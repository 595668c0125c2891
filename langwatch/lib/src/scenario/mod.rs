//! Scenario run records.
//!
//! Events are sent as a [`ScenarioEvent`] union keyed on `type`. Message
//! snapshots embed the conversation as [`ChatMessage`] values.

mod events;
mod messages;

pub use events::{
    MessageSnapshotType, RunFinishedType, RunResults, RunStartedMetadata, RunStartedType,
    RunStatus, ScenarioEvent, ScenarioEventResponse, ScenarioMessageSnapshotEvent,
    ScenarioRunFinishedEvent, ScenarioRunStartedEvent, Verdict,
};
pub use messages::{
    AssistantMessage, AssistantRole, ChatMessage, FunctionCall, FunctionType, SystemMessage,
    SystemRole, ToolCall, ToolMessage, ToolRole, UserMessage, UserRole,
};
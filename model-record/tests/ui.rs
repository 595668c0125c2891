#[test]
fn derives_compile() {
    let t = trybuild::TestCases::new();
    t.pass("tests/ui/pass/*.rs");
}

- _Task instructions_: Give the whole listing again, character for character.

- _Finished exercise_:
repository 595668c0125c2891
filename langwatch/lib/src/scenario/mod.rs
//! Scenario run records.
//!
//! Events are sent as a [`ScenarioEvent`] union keyed on `type`. Message
//! snapshots embed the conversation as [`ChatMessage`] values.

mod events;
mod messages;

pub use events::{
    MessageSnapshotType, RunFinishedType, RunResults, RunStartedMetadata, RunStartedType,
    RunStatus, ScenarioEvent, ScenarioEventResponse, ScenarioMessageSnapshotEvent,
    ScenarioRunFinishedEvent, ScenarioRunStartedEvent, Verdict,
};
pub use messages::{
    AssistantMessage, AssistantRole, ChatMessage, FunctionCall, FunctionType, SystemMessage,
    SystemRole, ToolCall, ToolMessage, ToolRole, UserMessage, UserRole,
};
filename model-record/tests/ui.rs
repository 595668c0125c2891
#[test]
fn derives_compile() {
    let t = trybuild::TestCases::new();
    t.pass("tests/ui/pass/*.rs");
}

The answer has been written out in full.